Figure 5. The accumulation of Ub-Rheb renders lysosomal mTORC1 localization and its activation in Ragulator deficient cells.

5A. Levels of lysosomal ATXN3 are reduced in p18 deficient cells. Levels of endogenous ATXN3 and indicated proteins were monitored in the purified lysosomes. Levels of lysosomal ATXN3 were quantified as the ratio of ATXN3/Rab7. **p<0.01, mean±SEM, n=3

5B and 5C. Ub-Rheb is accumulated in p18 KO HEK293T and RagA/B KO MEF cells. Endogenous Rheb was IPed from p18 KO HEK293T cells (5B) and RagA/B KO MEF cells (5C).

5D and 5E. Ragulator or RagA/B deficient cells display constitutive and amino acid-independent mTORC1 activity. mTORC1 activity in p18 KO HEK293T cells (5D) and RagA/B KO MEF cells (5E) were shown.

5F. Blocking lysosome activity enhances mTORC1 activity in Ragulator deficient cells independent of amino acid availability. The indicated cells were starved for amino acids in the presence or absence of a lysosomal inhibitor, Chloroquine (CQ, 50 μM) or Concanamycin A (ConA, 5 μM) for 50 min, then replenished with amino acids for another 10 min.

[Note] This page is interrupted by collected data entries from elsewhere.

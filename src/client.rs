//! Client façade: TCP-first-then-UDP connect, and every public operation.
//!
//! Grounded in `joshfom`'s `ZKClient` (the `Transport::{Tcp,Udp}` enum and
//! its connect-then-fallback dance), reimplemented against this crate's
//! `Transport` trait and `thiserror`/`tracing` idiom instead of bare
//! `Result<_, String>`.

use crate::codec::{self, AttendanceRecord, PackedTimestamp, User};
use crate::command;
use crate::config::DeviceConfig;
use crate::error::{ClientError, ContextError};
use crate::transport::{ProgressCallback, RealTimeCallback, Transport, TcpTransport, UdpTransport};
use std::time::Duration;
use tracing::{info, warn};

type Result<T> = std::result::Result<T, ContextError>;

/// Which transport negotiated the current session.
#[derive(Debug, Clone, Copy, PartialEq, Eq)]
pub enum ConnectionType {
    Tcp,
    Udp,
}

enum ActiveTransport {
    Tcp(TcpTransport),
    Udp(UdpTransport),
}

/// Firmware string opcode. Not part of the closed command-table enumeration
/// (spec.md §4.2) since it is used by exactly one thin operation.
const CMD_GET_VERSION: u16 = 1100;

/// Conventional ZK device-option keywords (as used by node-zklib/pyzk-style
/// clients) for the TCP-only metadata getters.
mod option_keyword {
    pub const SERIAL_NUMBER: &str = "~SerialNumber";
    pub const DEVICE_NAME: &str = "~DeviceName";
    pub const PLATFORM: &str = "~Platform";
    pub const OS: &str = "~OS";
    pub const WORK_CODE: &str = "WorkCode";
    pub const PIN_WIDTH: &str = "~PIN2Width";
    pub const FACE_FUN_ON: &str = "FaceFunOn";
    pub const SSR: &str = "~SSR";
}

/// High-level client for a single ZKTeco device.
pub struct Client {
    ip: String,
    port: u16,
    timeout: Duration,
    inport: u16,
    transport: Option<ActiveTransport>,
    connection_type: Option<ConnectionType>,
}

impl Client {
    /// `ip` is the device; `port` is the device's ZK port (typically 4370);
    /// `timeout` is the per-command timeout; `inport` is the local UDP bind port.
    pub fn new(ip: impl Into<String>, port: u16, timeout: Duration, inport: u16) -> Self {
        Self {
            ip: ip.into(),
            port,
            timeout,
            inport,
            transport: None,
            connection_type: None,
        }
    }

    /// Build a client from a loaded [`DeviceConfig`].
    pub fn from_config(config: &DeviceConfig) -> Self {
        Self::new(
            config.ip.clone(),
            config.port,
            Duration::from_millis(config.timeout_ms),
            config.inport,
        )
    }

    pub fn connection_type(&self) -> Option<ConnectionType> {
        self.connection_type
    }

    fn wrap(&self, e: ClientError, command: &'static str) -> ContextError {
        e.with_context(self.ip.clone(), command)
    }

    /// Try TCP first; on any failure, fall back to UDP (mirrors `joshfom`'s
    /// `ZKClient::connect`, generalized to this crate's transport types).
    pub async fn create_socket(&mut self) -> Result<()> {
        info!(ip = %self.ip, port = self.port, "connecting");

        let mut tcp = TcpTransport::new(self.ip.clone(), self.port, self.timeout);
        match tcp.connect().await {
            Ok(()) => {
                self.transport = Some(ActiveTransport::Tcp(tcp));
                self.connection_type = Some(ConnectionType::Tcp);
                return Ok(());
            }
            Err(e) => {
                warn!(error = %e, "TCP connect failed, falling back to UDP");
            }
        }

        let mut udp = UdpTransport::new(self.ip.clone(), self.port, self.inport, self.timeout);
        udp.connect().await.map_err(|e| self.wrap(e, "create_socket"))?;
        self.transport = Some(ActiveTransport::Udp(udp));
        self.connection_type = Some(ConnectionType::Udp);
        Ok(())
    }

    pub async fn disconnect(&mut self) -> Result<()> {
        match self.transport.take() {
            Some(ActiveTransport::Tcp(mut t)) => {
                t.disconnect().await;
            }
            Some(ActiveTransport::Udp(mut u)) => {
                u.disconnect().await;
            }
            None => {}
        }
        self.connection_type = None;
        Ok(())
    }

    pub async fn execute_cmd(&mut self, cmd: u16, data: &[u8]) -> Result<Vec<u8>> {
        let result = match self.transport.as_mut() {
            Some(ActiveTransport::Tcp(t)) => t.execute_cmd(cmd, data).await,
            Some(ActiveTransport::Udp(u)) => u.execute_cmd(cmd, data).await,
            None => Err(ClientError::ConnectionRefused),
        };
        result.map_err(|e| self.wrap(e, "execute_cmd"))
    }

    pub async fn free_data(&mut self) -> Result<()> {
        let result = match self.transport.as_mut() {
            Some(ActiveTransport::Tcp(t)) => t.free_data().await,
            Some(ActiveTransport::Udp(u)) => u.free_data().await,
            None => Err(ClientError::ConnectionRefused),
        };
        result.map_err(|e| self.wrap(e, "free_data"))
    }

    async fn read_with_buffer(&mut self, request: &[u8], progress: Option<ProgressCallback>) -> Result<Vec<u8>> {
        let result = match self.transport.as_mut() {
            Some(ActiveTransport::Tcp(t)) => t.read_with_buffer(request, progress).await,
            Some(ActiveTransport::Udp(u)) => u.read_with_buffer(request, progress).await,
            None => Err(ClientError::ConnectionRefused),
        };
        result.map_err(|e| self.wrap(e, "read_with_buffer"))
    }

    pub fn get_socket_status(&self) -> String {
        match self.transport.as_ref() {
            Some(ActiveTransport::Tcp(t)) => t.socket_status(),
            Some(ActiveTransport::Udp(u)) => u.socket_status(),
            None => "No socket instance".to_string(),
        }
    }

    pub async fn get_info(&mut self) -> Result<DeviceInfo> {
        let body = self.execute_cmd(command::CMD_GET_FREE_SIZES, &[]).await?;
        if body.len() < 76 {
            return Err(self.wrap(ClientError::protocol("GET_FREE_SIZES reply too short"), "get_info"));
        }
        Ok(DeviceInfo {
            user_counts: u32::from_le_bytes([body[24], body[25], body[26], body[27]]),
            log_counts: u32::from_le_bytes([body[40], body[41], body[42], body[43]]),
            log_capacity: u32::from_le_bytes([body[72], body[73], body[74], body[75]]),
        })
    }

    pub async fn get_attendance_size(&mut self) -> Result<u32> {
        Ok(self.get_info().await?.log_counts)
    }

    pub async fn get_time(&mut self) -> Result<PackedTimestamp> {
        let body = self.execute_cmd(command::CMD_GET_TIME, &[]).await?;
        if body.len() < 12 {
            return Err(self.wrap(ClientError::protocol("GET_TIME reply too short"), "get_time"));
        }
        let v = u32::from_le_bytes([body[8], body[9], body[10], body[11]]);
        Ok(codec::decode_packed_timestamp(v))
    }

    pub async fn get_device_option(&mut self, keyword: &str) -> Result<String> {
        let body = self.execute_cmd(command::CMD_OPTIONS_RRQ, keyword.as_bytes()).await?;
        if body.len() <= 8 {
            return Ok(String::new());
        }
        let end = body[8..].iter().position(|&b| b == 0).map(|p| 8 + p).unwrap_or(body.len());
        let text = String::from_utf8_lossy(&body[8..end]).to_string();
        let prefix = format!("{keyword}=");
        Ok(text.strip_prefix(prefix.as_str()).unwrap_or(&text).to_string())
    }

    pub async fn clear_attendance_log(&mut self) -> Result<()> {
        self.execute_cmd(command::CMD_CLEAR_ATTLOG, &[]).await?;
        Ok(())
    }

    pub async fn enable_device(&mut self) -> Result<()> {
        self.execute_cmd(command::CMD_ENABLEDEVICE, &[]).await?;
        Ok(())
    }

    pub async fn disable_device(&mut self) -> Result<()> {
        self.execute_cmd(command::CMD_DISABLEDEVICE, command::request_data::DISABLE_DEVICE)
            .await?;
        Ok(())
    }

    /// Validate and write a user record (72-byte layout per spec.md §3/§4.5).
    pub async fn set_user(&mut self, user: &NewUser) -> Result<()> {
        if !(1..=3000).contains(&user.uid) {
            return Err(self.wrap(ClientError::invalid_input("uid must be in 1..=3000"), "set_user"));
        }
        if user.user_id.len() > 9 {
            return Err(self.wrap(ClientError::invalid_input("user_id longer than 9 bytes"), "set_user"));
        }
        if user.name.len() > 24 {
            return Err(self.wrap(ClientError::invalid_input("name longer than 24 bytes"), "set_user"));
        }
        if user.password.len() > 8 {
            return Err(self.wrap(ClientError::invalid_input("password longer than 8 bytes"), "set_user"));
        }
        if user.card_no_str().len() > 10 {
            return Err(self.wrap(ClientError::invalid_input("cardno longer than 10 digits"), "set_user"));
        }

        let mut payload = [0u8; 72];
        payload[0..2].copy_from_slice(&user.uid.to_le_bytes());
        payload[2] = user.role;
        payload[3..3 + user.password.len()].copy_from_slice(user.password.as_bytes());
        payload[11..11 + user.name.len()].copy_from_slice(user.name.as_bytes());
        payload[35..39].copy_from_slice(&user.card_no.to_le_bytes());
        payload[48..48 + user.user_id.len()].copy_from_slice(user.user_id.as_bytes());

        self.execute_cmd(command::CMD_USER_WRQ, &payload).await?;
        Ok(())
    }

    pub async fn get_users(&mut self) -> Result<Vec<User>> {
        self.free_data().await.ok();
        let data = self.read_with_buffer(command::request_data::GET_USERS, None).await?;
        self.free_data().await.ok();

        if data.len() < 4 {
            return Ok(Vec::new());
        }
        let record_size = match self.connection_type {
            Some(ConnectionType::Tcp) => 72,
            _ => 28,
        };
        let mut records = &data[4..];
        let mut users = Vec::new();
        while records.len() >= record_size {
            let rec = &records[..record_size];
            users.push(if record_size == 72 {
                codec::decode_user_72(rec)
            } else {
                codec::decode_user_28(rec)
            });
            records = &records[record_size..];
        }
        Ok(users)
    }

    pub async fn get_attendances(&mut self, progress: Option<ProgressCallback>) -> Result<Vec<AttendanceRecord>> {
        self.free_data().await.ok();
        let data = self
            .read_with_buffer(command::request_data::GET_ATTENDANCE_LOGS, progress)
            .await?;
        self.free_data().await.ok();

        if data.len() < 4 {
            return Ok(Vec::new());
        }
        let record_size = match self.connection_type {
            Some(ConnectionType::Tcp) => 40,
            _ => 16,
        };
        let mut records = &data[4..];
        let mut out = Vec::new();
        while records.len() >= record_size {
            let rec = &records[..record_size];
            out.push(if record_size == 40 {
                codec::decode_attendance_40(rec, &self.ip)
            } else {
                codec::decode_attendance_16(rec, &self.ip)
            });
            records = &records[record_size..];
        }
        Ok(out)
    }

    pub async fn get_real_time_logs(&mut self, cb: RealTimeCallback) -> Result<()> {
        let result = match self.transport.as_mut() {
            Some(ActiveTransport::Tcp(t)) => t.subscribe_real_time(cb).await,
            Some(ActiveTransport::Udp(u)) => u.subscribe_real_time(cb).await,
            None => Err(ClientError::ConnectionRefused),
        };
        result.map_err(|e| self.wrap(e, "get_real_time_logs"))
    }

    fn require_tcp(&self, command: &'static str) -> Result<()> {
        match self.connection_type {
            Some(ConnectionType::Tcp) => Ok(()),
            _ => Err(self.wrap(
                ClientError::InvalidOperation("this operation is TCP-only".to_string()),
                command,
            )),
        }
    }

    pub async fn get_serial_number(&mut self) -> Result<String> {
        self.require_tcp("get_serial_number")?;
        self.get_device_option(option_keyword::SERIAL_NUMBER).await
    }

    pub async fn get_device_version(&mut self) -> Result<String> {
        self.require_tcp("get_device_version")?;
        let body = self.execute_cmd(CMD_GET_VERSION, &[]).await?;
        let end = body.get(8..).and_then(|s| s.iter().position(|&b| b == 0)).map(|p| 8 + p).unwrap_or(body.len());
        Ok(String::from_utf8_lossy(body.get(8..end).unwrap_or(&[])).to_string())
    }

    pub async fn get_device_name(&mut self) -> Result<String> {
        self.require_tcp("get_device_name")?;
        self.get_device_option(option_keyword::DEVICE_NAME).await
    }

    pub async fn get_platform(&mut self) -> Result<String> {
        self.require_tcp("get_platform")?;
        self.get_device_option(option_keyword::PLATFORM).await
    }

    pub async fn get_os(&mut self) -> Result<String> {
        self.require_tcp("get_os")?;
        self.get_device_option(option_keyword::OS).await
    }

    pub async fn get_work_code(&mut self) -> Result<String> {
        self.require_tcp("get_work_code")?;
        self.get_device_option(option_keyword::WORK_CODE).await
    }

    pub async fn get_pin(&mut self) -> Result<String> {
        self.require_tcp("get_pin")?;
        self.get_device_option(option_keyword::PIN_WIDTH).await
    }

    /// Inverted-sense convention preserved from the source library: the
    /// device option string signals "on" by *not* containing `"0"`.
    pub async fn get_face_on(&mut self) -> Result<&'static str> {
        self.require_tcp("get_face_on")?;
        let value = self.get_device_option(option_keyword::FACE_FUN_ON).await?;
        Ok(if value.contains('0') { "No" } else { "Yes" })
    }

    pub async fn get_ssr(&mut self) -> Result<String> {
        self.require_tcp("get_ssr")?;
        self.get_device_option(option_keyword::SSR).await
    }

    pub async fn get_firmware(&mut self) -> Result<String> {
        self.require_tcp("get_firmware")?;
        let body = self.execute_cmd(CMD_GET_VERSION, &[]).await?;
        let end = body.get(8..).and_then(|s| s.iter().position(|&b| b == 0)).map(|p| 8 + p).unwrap_or(body.len());
        Ok(String::from_utf8_lossy(body.get(8..end).unwrap_or(&[])).to_string())
    }
}

/// Result of [`Client::get_info`].
#[derive(Debug, Clone, Copy, PartialEq, Eq)]
pub struct DeviceInfo {
    pub user_counts: u32,
    pub log_counts: u32,
    pub log_capacity: u32,
}

/// Parameters for [`Client::set_user`].
#[derive(Debug, Clone)]
pub struct NewUser {
    pub uid: u16,
    pub user_id: String,
    pub name: String,
    pub password: String,
    pub role: u8,
    pub card_no: u32,
}

impl NewUser {
    fn card_no_str(&self) -> String {
        self.card_no.to_string()
    }
}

5G. Blocking proteasome activity also enhances mTORC1 activity in Ragulator deficient cells independent of amino acid availability. Similar experiments were performed as Fig. 5F using a proteasome inhibitor (MG-132; 20 μM).

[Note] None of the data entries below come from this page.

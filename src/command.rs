//! ZKTeco protocol opcode table and canonical request bodies.

/// Connect to the device and start a session.
pub const CMD_CONNECT: u16 = 1000;
/// End the session.
pub const CMD_EXIT: u16 = 1001;
/// Enable the device (re-arm fingerprint reader / card scanner).
pub const CMD_ENABLEDEVICE: u16 = 1002;
/// Disable the device for the duration of a bulk transfer.
pub const CMD_DISABLEDEVICE: u16 = 1003;
/// Read a device option (keyword=value string).
pub const CMD_OPTIONS_RRQ: u16 = 11;
/// Read the device's current time.
pub const CMD_GET_TIME: u16 = 201;
/// Read free-size / record-count counters.
pub const CMD_GET_FREE_SIZES: u16 = 50;
/// Write a user record.
pub const CMD_USER_WRQ: u16 = 8;
/// Clear the attendance log table.
pub const CMD_CLEAR_ATTLOG: u16 = 15;
/// Release the device's send-side buffer after a bulk read.
pub const CMD_FREE_DATA: u16 = 1502;
/// Announce a bulk read (users, attendance logs, ...).
pub const CMD_DATA_WRRQ: u16 = 1503;
/// Request one chunk of an announced bulk transfer.
pub const CMD_DATA_RDY: u16 = 1504;
/// Device-initiated announcement of a bulk transfer's total size.
pub const CMD_PREPARE_DATA: u16 = 1500;
/// A single chunk of bulk-transfer payload.
pub const CMD_DATA: u16 = 1501;
/// Generic device acknowledgement.
pub const CMD_ACK_OK: u16 = 2000;
/// Device rejected the command.
pub const CMD_ACK_ERROR: u16 = 2001;
/// Subscribe to / announce real-time events.
pub const CMD_REG_EVENT: u16 = 500;
/// Real-time event kind: an attendance punch.
pub const EF_ATTLOG: u16 = 1;

/// Maximum bytes requested per DATA_RDY chunk. Implementation-defined per the
/// protocol; 0xFFC0 matches every source this crate was grounded on (both of
/// the original desktop app's ZK clients, and the horus-attendance UDP client).
pub const MAX_CHUNK: usize = 65472;

/// Canonical request bodies used by the thin operations.
pub mod request_data {
    /// `DATA_WRRQ` body requesting the full user table.
    pub const GET_USERS: &[u8] = &[0x01, 0x09, 0x00, 0x05, 0x00, 0x00, 0x00, 0x00, 0x00, 0x00, 0x00];

    /// `DATA_WRRQ` body requesting the full attendance log table.
    pub const GET_ATTENDANCE_LOGS: &[u8] =
        &[0x01, 0x0d, 0x00, 0x00, 0x00, 0x00, 0x00, 0x00, 0x00, 0x00, 0x00];

    /// `DISABLEDEVICE` request payload.
    pub const DISABLE_DEVICE: &[u8] = &[0x00, 0x00, 0x00, 0x00];

    /// `REG_EVENT` payload enabling real-time attendance notifications.
    pub const GET_REAL_TIME_EVENT: &[u8] = &[0xff, 0xff, 0x00, 0x00];
}

/// Map a response opcode to its symbolic name, for error messages.
pub fn command_name(cmd: u16) -> &'static str {
    match cmd {
        CMD_CONNECT => "CMD_CONNECT",
        CMD_EXIT => "CMD_EXIT",
        CMD_ENABLEDEVICE => "CMD_ENABLEDEVICE",
        CMD_DISABLEDEVICE => "CMD_DISABLEDEVICE",
        CMD_OPTIONS_RRQ => "CMD_OPTIONS_RRQ",
        CMD_GET_TIME => "CMD_GET_TIME",
        CMD_GET_FREE_SIZES => "CMD_GET_FREE_SIZES",
        CMD_USER_WRQ => "CMD_USER_WRQ",
        CMD_CLEAR_ATTLOG => "CMD_CLEAR_ATTLOG",
        CMD_FREE_DATA => "CMD_FREE_DATA",
        CMD_DATA_WRRQ => "CMD_DATA_WRRQ",
        CMD_DATA_RDY => "CMD_DATA_RDY",
        CMD_PREPARE_DATA => "CMD_PREPARE_DATA",
        CMD_DATA => "CMD_DATA",
        CMD_ACK_OK => "CMD_ACK_OK",
        CMD_ACK_ERROR => "CMD_ACK_ERROR",
        CMD_REG_EVENT => "CMD_REG_EVENT",
        _ => "UNKNOWN_COMMAND",
    }
}

#[cfg(test)]
mod tests {
    use super::*;

    #[test]
    fn unknown_opcode_has_stable_name() {
        assert_eq!(command_name(0xFFF0), "UNKNOWN_COMMAND");
    }

    #[test]
    fn known_opcodes_round_trip_to_distinct_names() {
        assert_eq!(command_name(CMD_CONNECT), "CMD_CONNECT");
        assert_eq!(command_name(CMD_ACK_OK), "CMD_ACK_OK");
        assert_ne!(command_name(CMD_CONNECT), command_name(CMD_EXIT));
    }
}
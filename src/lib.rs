//! Client library for the ZKTeco biometric attendance terminal binary protocol.

pub mod client;
pub mod codec;
pub mod command;
pub mod config;
pub mod error;
pub mod transport;

pub use client::{Client, ConnectionType, DeviceInfo, NewUser};
pub use codec::{AttendanceRecord, PackedSextet, PackedTimestamp, RealTimeEvent, User};
pub use config::DeviceConfig;
pub use error::{ClientError, ContextError, Result};
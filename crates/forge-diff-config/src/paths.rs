//! Configuration file locations
//!
//! Uses XDG directories via `dirs` crate.
//!
//! Platform-specific locations:
//! - Linux: `~/.config/forge-diff/config.toml`
//! - macOS: `~/Library/Application Support/forge-diff/config.toml`
//! - Windows: `%APPDATA%\forge-diff\config.toml`

use anyhow::{Context, Result};
use std::path::PathBuf;

const APP_NAME: &str = "forge-diff";

/// Name of the config file looked up in the working and home directories
pub const LOCAL_CONFIG_FILE: &str = ".forge-diff.toml";

/// Get the application config directory, without creating it
pub fn config_dir() -> Result<PathBuf> {
    let base = dirs::config_dir().context("Could not determine config directory")?;
    Ok(base.join(APP_NAME))
}

/// Get path to the config file in the application config directory
pub fn app_config_path() -> Result<PathBuf> {
    Ok(config_dir()?.join("config.toml"))
}

/// Get path to the config file in the home directory
pub fn home_config_path() -> Option<PathBuf> {
    dirs::home_dir().map(|home| home.join(LOCAL_CONFIG_FILE))
}

/// Candidate config files, in lookup order
pub fn config_candidates() -> Vec<PathBuf> {
    let mut candidates = vec![PathBuf::from(LOCAL_CONFIG_FILE)];
    candidates.extend(home_config_path());
    match app_config_path() {
        Ok(path) => candidates.push(path),
        Err(e) => log::debug!("No platform config path: {}", e),
    }
    candidates
}

#[cfg(test)]
mod tests {
    use super::*;

    #[test]
    fn test_candidates_start_in_working_directory() {
        let candidates = config_candidates();
        assert_eq!(candidates[0], PathBuf::from(".forge-diff.toml"));
        assert!(candidates.len() <= 3);
    }

    #[test]
    fn test_app_config_path() {
        if let Ok(path) = app_config_path() {
            assert!(path.ends_with("forge-diff/config.toml"));
        }
    }
}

5H. Blocking lysosome or proteasome activity enhances mTORC1 activity in RagA/B deficient cells independent of amino acid availability. Wild-type (RagA/B FF) or RagA/B KO MEF cells were treated as Fig. 5G.

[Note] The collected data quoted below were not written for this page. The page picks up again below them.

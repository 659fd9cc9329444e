//! # forge-diff
//!
//! The diff engine of a Git forge: turns `git diff --patch` output into a
//! structured model that can be rendered, commented on and sliced.
//!
//! ## Design Principles
//!
//! The engine is **synchronous and free of I/O of its own**. It reads from a
//! caller-supplied reader and consults collaborators through traits, so it can
//! be used from a web handler, a CLI or a test without any setup:
//!
//! - [`LfsObjectStore`] answers whether an LFS pointer refers to a stored object
//! - [`CodeCommentSource`] provides review comments to attach to lines
//!
//! Hard failures (read errors, broken quoted file names) are returned as
//! [`ParseError`]. Everything else degrades: truncated files and diffs are
//! flagged with `is_incomplete` instead of failing.
//!
//! ## Usage
//!
//! ```rust,ignore
//! use forge_diff::{parse_patch, IntralineDiffer, NoLfsObjects, ParseLimits};
//!
//! let diff = parse_patch(ParseLimits::default(), &NoLfsObjects, std::io::stdin())?;
//!
//! let differ = IntralineDiffer::default();
//! for file in &diff.files {
//!     for section in &file.sections {
//!         for line in &section.lines {
//!             println!("{}", differ.computed_inline_diff_for(section, line));
//!         }
//!     }
//! }
//! ```

pub mod encoding;
pub mod highlight;
pub mod model;
pub mod parser;
pub mod traits;

// Re-export commonly used types
pub use encoding::normalize_lines;
pub use highlight::{get_line_content, IntralineDiffer, IntralineOptions, SafeHtml};
pub use model::{
    group_code_comments, CodeComment, CodeComments, CommentSide, Diff, DiffFile, DiffFileType,
    DiffLine, DiffLineSectionInfo, DiffLineType, DiffSection, ExpandDirection,
    BLOB_EXCERPT_CHUNK_SIZE,
};
pub use parser::{
    cut_diff_around_line, parse_patch, parse_patch_skip_to, parse_patch_str, HunkHeader,
    ParseError, ParseLimits,
};
pub use traits::{
    CodeCommentSource, CommentSourceError, LfsObjectStore, NoLfsObjects, NoOpCommentSource,
};

#[cfg(test)]
mod tests {
    use super::*;
    use pretty_assertions::assert_eq;

    const PATCH: &str = "diff --git a/src/lib.rs b/src/lib.rs
index 3f2a1b0..7c9d4e2 100644
--- a/src/lib.rs
+++ b/src/lib.rs
@@ -1,5 +1,5 @@
 pub fn answer() -> u32 {
-    41
+    42
 }
\x20
 pub fn other() {}
";

    #[test]
    fn test_round_trip_small_patch() {
        let diff = parse_patch_str(ParseLimits::default(), &NoLfsObjects, PATCH).unwrap();
        assert_eq!(diff.num_files(), 1);

        let file = &diff.files[0];
        assert_eq!(file.addition, 1);
        assert_eq!(file.deletion, 1);
        assert_eq!(file.sections.len(), 1);
        // One added, one deleted and four context lines.
        assert_eq!(file.sections[0].lines.len() - 1, 6);
    }

    #[test]
    fn test_parse_bind_and_render() {
        let mut diff = parse_patch_str(ParseLimits::default(), &NoLfsObjects, PATCH).unwrap();
        let comments = group_code_comments(vec![CodeComment {
            id: 1,
            tree_path: "src/lib.rs".to_string(),
            line: 2,
            content: "why 42?".to_string(),
            created_at: chrono::Utc::now(),
        }]);
        diff.bind_comments(&comments);

        let section = &diff.files[0].sections[0];
        let added = &section.lines[3];
        assert_eq!(added.line_type, DiffLineType::Add);
        assert_eq!(added.comments.len(), 1);
        assert_eq!(added.comment_side(), Some(CommentSide::Proposed));
        assert!(!added.can_comment());

        let differ = IntralineDiffer::default();
        assert_eq!(
            differ.computed_inline_diff_for(section, added).as_str(),
            r#"    4<span class="added-code">2</span>"#
        );
    }

    #[test]
    fn test_cut_around_parsed_line() {
        let cut = cut_diff_around_line(PATCH, 2, false, 1);
        assert_eq!(
            cut,
            "diff --git a/src/lib.rs b/src/lib.rs
--- a/src/lib.rs
+++ b/src/lib.rs
@@ -3,0 +2,1 @@
+    42"
        );
    }
}
//! Data models for diff representation.

mod comment;
mod diff;

pub use comment::{group_code_comments, CodeComment, CodeComments, CommentSide};
pub use diff::{
    Diff, DiffFile, DiffFileType, DiffLine, DiffLineSectionInfo, DiffLineType, DiffSection,
    ExpandDirection, BLOB_EXCERPT_CHUNK_SIZE,
};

5I Blocking both lysosome and proteasome function additively enhances mTORC1 activity in Ragulator or RagA/B deficient cells. The indicated cells were starved for amino acids for 15 min, then treated with Chloroquine (CQ; 50 μM), MG-132 (MG; 20 μM), or Chloroquine and MG-132 (CQ+MG) for another 45 min.

5J. Blocking both proteasome and lysosome function further accumulates Ub-Rheb in Ragulator deficient cells. p18 KO HEK293T cells were treated as Fig. 5I.